In our contemporary Western culture, such a strong condemnation of self-oriented love sounds not just absurd, but outrageous. Ours is a therapeutic age that encourages us to live hyper-introspectively, continually discerning “who we are,” “what we want,” and most importantly, “what we deserve” out of life. The mantra of the 21st century is “Only God can judge me,” and in an age of murky religious pluralism everyone knows that God is really a euphemism for oneself.
My generation has no trouble encouraging individualism. The age of Netflix and Spotify is, if nothing else, the reign of the individual, with full power for selectivity and customization without any fear of ever being unable to satisfy preexisting tastes. But that’s not the kind of pleasure that Lewis is talking about. Lewis is not talking about individualistic pleasure, but personal pleasure. Individualistic pleasure seeks to hide from others to protect itself; personal pleasure does not hide, but neither does it demand to be the center of attention. It’s a contentment with what Lewis elsewhere called the “quiddity” of life–a real thankfulness and wonder at the universe, and a recognition of a great Giver.

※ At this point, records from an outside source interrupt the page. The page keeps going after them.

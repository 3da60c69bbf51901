use std::collections::HashMap;

use axum::{
    Form,
    body::{self, Body, Bytes},
    extract::{FromRequest, Request},
    http::{HeaderValue, Method, StatusCode, header},
    middleware::Next,
    response::Response,
};
use rand::Rng;
use subtle::ConstantTimeEq;
use tower_sessions::Session;

use crate::error::AppError;

/// Session key holding the per-session CSRF secret.
pub const CSRF_SESSION_KEY: &str = "csrf_token";
/// Form field a submitted token is read from.
pub const CSRF_FORM_FIELD: &str = "csrf_token";
/// Header a submitted token is read from, for non-form clients.
pub const CSRF_HEADER: &str = "x-csrf-token";

/// Largest request body accepted on the stateful routes.
pub const MAX_FORM_BYTES: usize = 10 * 1024 * 1024;

/// CsrfToken
///
/// The session's CSRF secret, placed in request extensions for the renderer to embed in forms.
#[derive(Debug, Clone, Default, PartialEq, Eq)]
pub struct CsrfToken(pub String);

/// verify_csrf
///
/// Second stage of the stateful chain. Makes sure the session has a CSRF secret, then
/// rejects any request with a non-safe method that does not echo that secret back,
/// either in the `x-csrf-token` header or in the `csrf_token` form field.
///
/// Form bodies are buffered to find the field and handed on to the handler unchanged.
pub async fn verify_csrf(session: Session, request: Request, next: Next) -> Result<Response, AppError> {
    let expected = match session.get::<String>(CSRF_SESSION_KEY).await? {
        Some(token) => token,
        None => {
            let token = generate_token();
            session.insert(CSRF_SESSION_KEY, &token).await?;
            token
        }
    };

    let mut request = if request.method().is_safe() {
        request
    } else {
        let (parts, body) = request.into_parts();
        let bytes = body::to_bytes(body, MAX_FORM_BYTES)
            .await
            .map_err(|_| AppError::Client(StatusCode::PAYLOAD_TOO_LARGE))?;

        let submitted = match parts.headers.get(CSRF_HEADER) {
            Some(value) => value.to_str().ok().map(str::to_owned),
            None => form_token(parts.headers.get(header::CONTENT_TYPE), &bytes).await,
        };

        let accepted =
            submitted.is_some_and(|token| bool::from(token.as_bytes().ct_eq(expected.as_bytes())));
        if !accepted {
            tracing::warn!(method = %parts.method, uri = %parts.uri, "csrf token missing or invalid");
            return Err(AppError::Client(StatusCode::BAD_REQUEST));
        }

        Request::from_parts(parts, Body::from(bytes))
    };

    request.extensions_mut().insert(CsrfToken(expected));
    Ok(next.run(request).await)
}

/// Pulls `csrf_token` out of a url-encoded body, if the body is one.
async fn form_token(content_type: Option<&HeaderValue>, bytes: &Bytes) -> Option<String> {
    let content_type = content_type?.clone();
    let replay = axum::http::Request::builder()
        .method(Method::POST)
        .header(header::CONTENT_TYPE, content_type)
        .body(Body::from(bytes.clone()))
        .ok()?;

    let Form(mut fields) = Form::<HashMap<String, String>>::from_request(replay, &()).await.ok()?;
    fields.remove(CSRF_FORM_FIELD)
}

/// 32 bytes from the thread-local CSPRNG, hex encoded.
fn generate_token() -> String {
    let bytes: [u8; 32] = rand::rng().random();
    hex::encode(bytes)
}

Cultivating pleasures and interests that we can enjoy alone helps to protect against the instinct to always measure ourselves against others. Enjoying a favorite book that no one would give us props for reading allows to take delight in something truly outside ourselves, to forget ourselves for a moment and receive a gift. Making time for hobbies that won’t improve our resume or get us “Likes” on Instagram helps us to make sure that our personal formation isn’t merely an effort to gain approval and, thus, a sense of self-actualization.

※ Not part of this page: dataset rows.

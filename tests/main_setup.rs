use serial_test::serial;
use snippetbox::{
    AppConfig,
    config::{ConfigError, Env},
};
use std::{env, panic, path::PathBuf, time::Duration};

const CONFIG_VARS: [&str; 6] = [
    "APP_ENV",
    "DATABASE_URL",
    "PORT",
    "STATIC_DIR",
    "BCRYPT_COST",
    "REQUEST_TIMEOUT_SECS",
];

// --- Setup/Teardown Utilities ---

/// Runs `test` with exactly `vars` set (every other config variable unset) and
/// restores the original environment afterwards, even if the test panics.
fn run_with_env<T, R>(vars: &[(&'static str, &str)], test: T) -> R
where
    T: FnOnce() -> R + panic::UnwindSafe,
{
    let originals: Vec<(&str, Option<String>)> = CONFIG_VARS
        .iter()
        .map(|&var| (var, env::var(var).ok()))
        .collect();

    unsafe {
        for var in CONFIG_VARS {
            env::remove_var(var);
        }
        for (key, value) in vars {
            env::set_var(key, value);
        }
    }

    let result = panic::catch_unwind(test);

    unsafe {
        for (key, original_value) in originals {
            match original_value {
                Some(val) => env::set_var(key, val),
                None => env::remove_var(key),
            }
        }
    }

    match result {
        Ok(value) => value,
        Err(e) => panic::resume_unwind(e),
    }
}

// --- Tests ---

#[test]
#[serial]
fn test_app_config_production_requires_database_url() {
    let result = run_with_env(&[("APP_ENV", "production")], AppConfig::load);

    assert!(
        matches!(result, Err(ConfigError::Missing("DATABASE_URL"))),
        "Production config loading should fail without a database"
    );
}

#[test]
#[serial]
fn test_app_config_production() {
    let config = run_with_env(
        &[
            ("APP_ENV", "production"),
            ("DATABASE_URL", "sqlite:/var/lib/snippetbox/db.sqlite"),
            ("PORT", "8443"),
        ],
        AppConfig::load,
    )
    .unwrap();

    assert_eq!(config.env, Env::Production);
    assert_eq!(config.db_url, "sqlite:/var/lib/snippetbox/db.sqlite");
    assert_eq!(config.bind_address(), "0.0.0.0:8443");
    assert!(config.secure_cookies());
}

#[test]
#[serial]
fn test_app_config_local_env_defaults() {
    let config = run_with_env(&[], AppConfig::load).unwrap();

    assert_eq!(config.env, Env::Local);
    assert_eq!(config.port, 4000);
    assert_eq!(config.db_url, "sqlite:snippetbox.db?mode=rwc");
    assert_eq!(config.static_dir, PathBuf::from("./ui/static"));
    assert_eq!(config.bcrypt_cost, 12);
    assert_eq!(config.request_timeout, Duration::from_secs(10));
    assert!(!config.secure_cookies());
}

#[test]
#[serial]
fn test_app_config_unknown_env_is_local() {
    let config = run_with_env(&[("APP_ENV", "staging")], AppConfig::load).unwrap();

    assert_eq!(config.env, Env::Local);
}

#[test]
#[serial]
fn test_app_config_rejects_bad_port() {
    let result = run_with_env(&[("PORT", "not-a-port")], AppConfig::load);

    match result {
        Err(ConfigError::Invalid { var, value }) => {
            assert_eq!(var, "PORT");
            assert_eq!(value, "not-a-port");
        }
        other => panic!("expected an invalid PORT, got {other:?}"),
    }
}

#[test]
#[serial]
fn test_app_config_bcrypt_cost_range() {
    let low = run_with_env(&[("BCRYPT_COST", "3")], AppConfig::load);
    let high = run_with_env(&[("BCRYPT_COST", "32")], AppConfig::load);
    let ok = run_with_env(&[("BCRYPT_COST", " 10 ")], AppConfig::load);

    assert!(matches!(low, Err(ConfigError::Invalid { var: "BCRYPT_COST", .. })));
    assert!(matches!(high, Err(ConfigError::Invalid { var: "BCRYPT_COST", .. })));
    assert_eq!(ok.unwrap().bcrypt_cost, 10);
}

#[test]
#[serial]
fn test_app_config_request_timeout() {
    let zero = run_with_env(&[("REQUEST_TIMEOUT_SECS", "0")], AppConfig::load);
    let custom = run_with_env(&[("REQUEST_TIMEOUT_SECS", "30")], AppConfig::load);

    assert!(matches!(
        zero,
        Err(ConfigError::Invalid { var: "REQUEST_TIMEOUT_SECS", .. })
    ));
    assert_eq!(custom.unwrap().request_timeout, Duration::from_secs(30));
}

#[test]
fn test_app_config_default_is_in_memory() {
    let config = AppConfig::default();

    assert_eq!(config.db_url, "sqlite::memory:");
    assert_eq!(config.env, Env::Local);
}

It is fascinating to reflect that even though our modern age enables and incentives “me time,” so much of that time is meant to ultimately rebound in social approval. Perhaps one reason so many modern Americans find their “me time” dissatisfying is that they actually don’t do it well enough. By living life preoccupied by what’s most Tweetable or makes for the most compelling Facebook post, many of us don’t ever actually cultivate habits of rest and contentment. Even our R&R is mostly about working to get approved.

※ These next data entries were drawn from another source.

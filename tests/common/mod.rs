#![allow(dead_code)]

use std::sync::Arc;

use chrono::{DateTime, TimeZone, Utc};
use reqwest::{RequestBuilder, Response, header};
use serde_json::Value;
use snippetbox::{AppConfig, AppState, ManualClock, create_router, open_db};
use sqlx::SqlitePool;
use tokio::net::TcpListener;

pub const PASSWORD: &str = "pa55word-long";

/// Fixed starting instant for every test clock.
pub fn t0() -> DateTime<Utc> {
    Utc.with_ymd_and_hms(2026, 3, 14, 9, 30, 0).unwrap()
}

pub async fn test_pool() -> SqlitePool {
    open_db("sqlite::memory:")
        .await
        .expect("Failed to open in-memory database")
}

pub fn test_config() -> AppConfig {
    AppConfig {
        bcrypt_cost: 4,
        ..AppConfig::default()
    }
}

pub struct TestApp {
    pub address: String,
    pub pool: SqlitePool,
    pub clock: Arc<ManualClock>,
}

pub async fn spawn_app() -> TestApp {
    spawn_app_with(|_| {}).await
}

/// Starts the full application on a random port. `customize` may swap services in the
/// state before the router is built.
pub async fn spawn_app_with(customize: impl FnOnce(&mut AppState)) -> TestApp {
    let pool = test_pool().await;
    let clock = Arc::new(ManualClock::new(t0()));

    let mut state = AppState::from_pool(pool.clone(), test_config(), clock.clone());
    customize(&mut state);

    let router = create_router(state);
    let address = serve(router).await;

    TestApp {
        address,
        pool,
        clock,
    }
}

/// Serves `router` on 127.0.0.1 and returns its base URL.
pub async fn serve(router: axum::Router) -> String {
    let listener = TcpListener::bind("127.0.0.1:0")
        .await
        .expect("Failed to bind port");
    let port = listener.local_addr().unwrap().port();

    tokio::spawn(async move {
        axum::serve(listener, router).await.unwrap();
    });

    format!("http://127.0.0.1:{}", port)
}

impl TestApp {
    pub fn browser(&self) -> Browser {
        Browser {
            client: reqwest::Client::builder()
                .redirect(reqwest::redirect::Policy::none())
                .build()
                .unwrap(),
            address: self.address.clone(),
            session: None,
        }
    }
}

/// The session token in a response's `Set-Cookie` header, if any.
pub fn session_token(response: &Response) -> Option<String> {
    response
        .headers()
        .get_all(header::SET_COOKIE)
        .iter()
        .filter_map(|value| value.to_str().ok())
        .filter_map(|cookie| cookie.split(';').next())
        .filter_map(|pair| pair.trim().strip_prefix("session="))
        .map(str::to_owned)
        .next()
}

pub fn location(response: &Response) -> &str {
    response
        .headers()
        .get(header::LOCATION)
        .and_then(|value| value.to_str().ok())
        .unwrap_or("")
}

/// A client that carries the session cookie from one request to the next and
/// never follows redirects.
pub struct Browser {
    client: reqwest::Client,
    address: String,
    pub session: Option<String>,
}

impl Browser {
    pub async fn get(&mut self, path: &str) -> Response {
        let request = self.client.get(format!("{}{}", self.address, path));
        self.send(request).await
    }

    pub async fn post_form(&mut self, path: &str, fields: &[(&str, &str)]) -> Response {
        let request = self.client.post(format!("{}{}", self.address, path)).form(fields);
        self.send(request).await
    }

    async fn send(&mut self, request: RequestBuilder) -> Response {
        let request = match &self.session {
            Some(token) => request.header(header::COOKIE, format!("session={token}")),
            None => request,
        };
        let response = request.send().await.expect("request failed");
        if let Some(token) = session_token(&response) {
            self.session = Some(token);
        }
        response
    }

    /// Loads a page to obtain the session's CSRF token.
    pub async fn csrf_token(&mut self) -> String {
        let page: Value = self.get("/users/signup").await.json().await.unwrap();
        page["csrf_token"].as_str().unwrap().to_owned()
    }

    pub async fn signup(&mut self, name: &str, email: &str, password: &str) -> Response {
        let csrf = self.csrf_token().await;
        self.post_form(
            "/users/signup",
            &[
                ("name", name),
                ("email", email),
                ("password", password),
                ("csrf_token", csrf.as_str()),
            ],
        )
        .await
    }

    pub async fn login(&mut self, email: &str, password: &str) -> Response {
        let csrf = self.csrf_token().await;
        self.post_form(
            "/users/login",
            &[("email", email), ("password", password), ("csrf_token", csrf.as_str())],
        )
        .await
    }
}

What Lewis prescribes here is, I think, supremely important in a digital age. Looking for joy in things that don’t come back to you in the form of praise or admiration is a spiritual practice. It could very well be that the price of digital distraction will be a widespread inability to really love anything, just an instinct to click, “Like,” and keep swiping. We should heed the words of Lewis’s fictional demons, and learn the freedom of personal, self-forgetful pleasure again.